The CEO did admit, however, that “gas prices are a concern. They’re a concern not just in this country but everywhere. They’re up dramatically versus a year ago when the customer had money. And at some point, that’s going to come to an end. Hopefully that’s a gradual process and hopefully gas prices come down and we sell a lot of fuel in both Walmart and Sam’s Clubs. So, we’re hoping to keep those prices down.
“There are variables, like what happens with the virus; is the market going to continue opening up and people will consume services, travel and all those kinds of things and what does that mean to goods?” McMillon added. “So there’s a demand side of this, as well as a supply side of it and I don’t know that any of us could call exactly where the peak’s going to be. But it doesn’t really matter to us. We’re going to manage through it regardless of what happens and when we get an opportunity to take roll-backs, we’re out there asking suppliers, even now. [Asking] ‘do any of you want to get aggressive and swim upstream and take prices down while prices are going up to gain share?’ And we’ve got so many suppliers to work with and choose from that [the company] finds people in some categories that can do things. And as the months progress we expect to find more of them.”

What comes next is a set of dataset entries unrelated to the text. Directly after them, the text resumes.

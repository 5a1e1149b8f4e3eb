//! Mutation access policy for Quill.
//!
//! Every mutating endpoint (create, delete, upload) runs the authenticated
//! principal's email through an [`AccessPolicy`] before touching storage.
//! The policy is built once from configuration at process startup and is a
//! pure value type: [`AccessPolicy::evaluate`] has no I/O and no hidden
//! state, which keeps the decision unit-testable.
//!
//! Semantics: deny when there is no principal; otherwise allow when the
//! email appears in the email allow-list, or its domain appears in the
//! domain allow-list, or when neither list is configured at all. Setting
//! any allow-list flips the default from permissive to restrictive.

use serde::{Deserialize, Serialize};

/// Outcome of a policy evaluation.
#[derive(Clone, Copy, Debug, PartialEq, Eq, Serialize, Deserialize)]
pub enum Decision {
    Allow,
    Deny,
}

impl Decision {
    pub fn is_allowed(self) -> bool {
        matches!(self, Decision::Allow)
    }
}

/// Allow-lists governing who may mutate content.
#[derive(Clone, Debug, Default, PartialEq, Serialize, Deserialize)]
pub struct AccessPolicy {
    allowed_emails: Vec<String>,
    allowed_domains: Vec<String>,
}

impl AccessPolicy {
    /// An unrestricted policy: every authenticated principal is allowed.
    pub fn open() -> Self {
        Self::default()
    }

    pub fn new(allowed_emails: Vec<String>, allowed_domains: Vec<String>) -> Self {
        Self {
            allowed_emails,
            allowed_domains,
        }
    }

    /// Build a policy from comma-separated configuration strings.
    ///
    /// Items are trimmed and empty entries dropped, so `"a@x.com, ,b@y.org"`
    /// yields two entries and an entirely blank string yields none.
    pub fn from_config(allowed_emails: &str, allowed_domains: &str) -> Self {
        Self {
            allowed_emails: split_list(allowed_emails),
            allowed_domains: split_list(allowed_domains),
        }
    }

    /// Returns `true` when no allow-list is configured (fail-open mode).
    pub fn is_open(&self) -> bool {
        self.allowed_emails.is_empty() && self.allowed_domains.is_empty()
    }

    /// Decide whether the principal identified by `email` may mutate.
    pub fn evaluate(&self, email: Option<&str>) -> Decision {
        let email = match email {
            Some(e) if !e.is_empty() => e,
            _ => return Decision::Deny,
        };
        if self.allowed_emails.iter().any(|allowed| allowed == email) {
            return Decision::Allow;
        }
        if !self.allowed_domains.is_empty() {
            let domain = email.split_once('@').map(|(_, d)| d).unwrap_or("");
            if self.allowed_domains.iter().any(|allowed| allowed == domain) {
                return Decision::Allow;
            }
        }
        if self.is_open() {
            return Decision::Allow;
        }
        tracing::debug!(email, "mutation denied by access policy");
        Decision::Deny
    }
}

fn split_list(raw: &str) -> Vec<String> {
    raw.split(',')
        .map(str::trim)
        .filter(|s| !s.is_empty())
        .map(str::to_string)
        .collect()
}

#[cfg(test)]
mod tests {
    use super::*;

    #[test]
    fn open_policy_allows_any_principal() {
        let policy = AccessPolicy::open();
        assert_eq!(policy.evaluate(Some("a@x.com")), Decision::Allow);
    }

    #[test]
    fn no_principal_is_always_denied() {
        let open = AccessPolicy::open();
        assert_eq!(open.evaluate(None), Decision::Deny);
        assert_eq!(open.evaluate(Some("")), Decision::Deny);

        let restricted = AccessPolicy::from_config("b@x.com", "");
        assert_eq!(restricted.evaluate(None), Decision::Deny);
    }

    #[test]
    fn email_allow_list_is_exact() {
        let policy = AccessPolicy::from_config("b@x.com", "");
        assert_eq!(policy.evaluate(Some("b@x.com")), Decision::Allow);
        assert_eq!(policy.evaluate(Some("a@x.com")), Decision::Deny);
    }

    #[test]
    fn domain_allow_list_matches_any_local_part() {
        let policy = AccessPolicy::from_config("", "x.com");
        assert_eq!(policy.evaluate(Some("a@x.com")), Decision::Allow);
        assert_eq!(policy.evaluate(Some("b@x.com")), Decision::Allow);
        assert_eq!(policy.evaluate(Some("a@y.com")), Decision::Deny);
    }

    #[test]
    fn email_list_wins_over_missing_domain_match() {
        let policy = AccessPolicy::from_config("a@y.com", "x.com");
        assert_eq!(policy.evaluate(Some("a@y.com")), Decision::Allow);
        assert_eq!(policy.evaluate(Some("c@x.com")), Decision::Allow);
        assert_eq!(policy.evaluate(Some("c@z.com")), Decision::Deny);
    }

    #[test]
    fn email_without_at_sign_has_no_domain() {
        let policy = AccessPolicy::from_config("", "x.com");
        assert_eq!(policy.evaluate(Some("not-an-email")), Decision::Deny);
    }

    #[test]
    fn config_strings_are_trimmed_and_filtered() {
        let policy = AccessPolicy::from_config(" a@x.com , , b@y.org ", "  ,  ");
        assert!(!policy.is_open());
        assert_eq!(policy.evaluate(Some("a@x.com")), Decision::Allow);
        assert_eq!(policy.evaluate(Some("b@y.org")), Decision::Allow);
    }

    #[test]
    fn blank_config_is_open() {
        let policy = AccessPolicy::from_config("", "");
        assert!(policy.is_open());
        assert_eq!(policy.evaluate(Some("anyone@anywhere")), Decision::Allow);
    }
}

The firm raised its full-year guidance, now expecting earnings-per-share to be around $6.40 apiece, up from its previous estimates of $6.20 and $6.35 each.
“[Walmart] is navigating the tough supply chain environment well, as inventories are up 11 percent [year-over-year], which should result in a strong holiday season,” Arun Sundaram, equity analyst at CFRA Research, wrote in a note. “We expect market share gains to continue since [Walmart’s] price gap versus competition typically widens during periods of heightened inflation.
The firm raised its 12-month price target on Walmart shares by $2 to $169 and maintained a “buy” position on the stock.
“We’re raising our opinion as we believe investors are underappreciating the breadth [and] depth of investments [Walmart] is making to deliver stronger, sustainable earnings growth post-COVID, which include areas like omnichannel, alternative profits, supply chain and product and geographic mix,” Sundaram wrote. “[Walmart’s] more diversified and resilient business model should result in stronger, more sustainable earnings growth.”
Earlier this month, the mass-channel merchant revealed that it is using driverless trucks to deliver groceries.
The company ended the quarter with $16.1 billion in cash and cash equivalents and $36.4 billion in long-term debt. Walmart has 10,500 stores in 24 countries around the world, along with its related e-commerce sites.
Shares of Walmart are down 4.1 percent, year-over-year.
“We’ve got a good start to the fourth quarter,” McMillon said on the call. “In the U.S., we’re ready for the holidays. There is a level of excitement in the air. You can feel it. We have the people, the products and the prices to deliver a great holiday season.”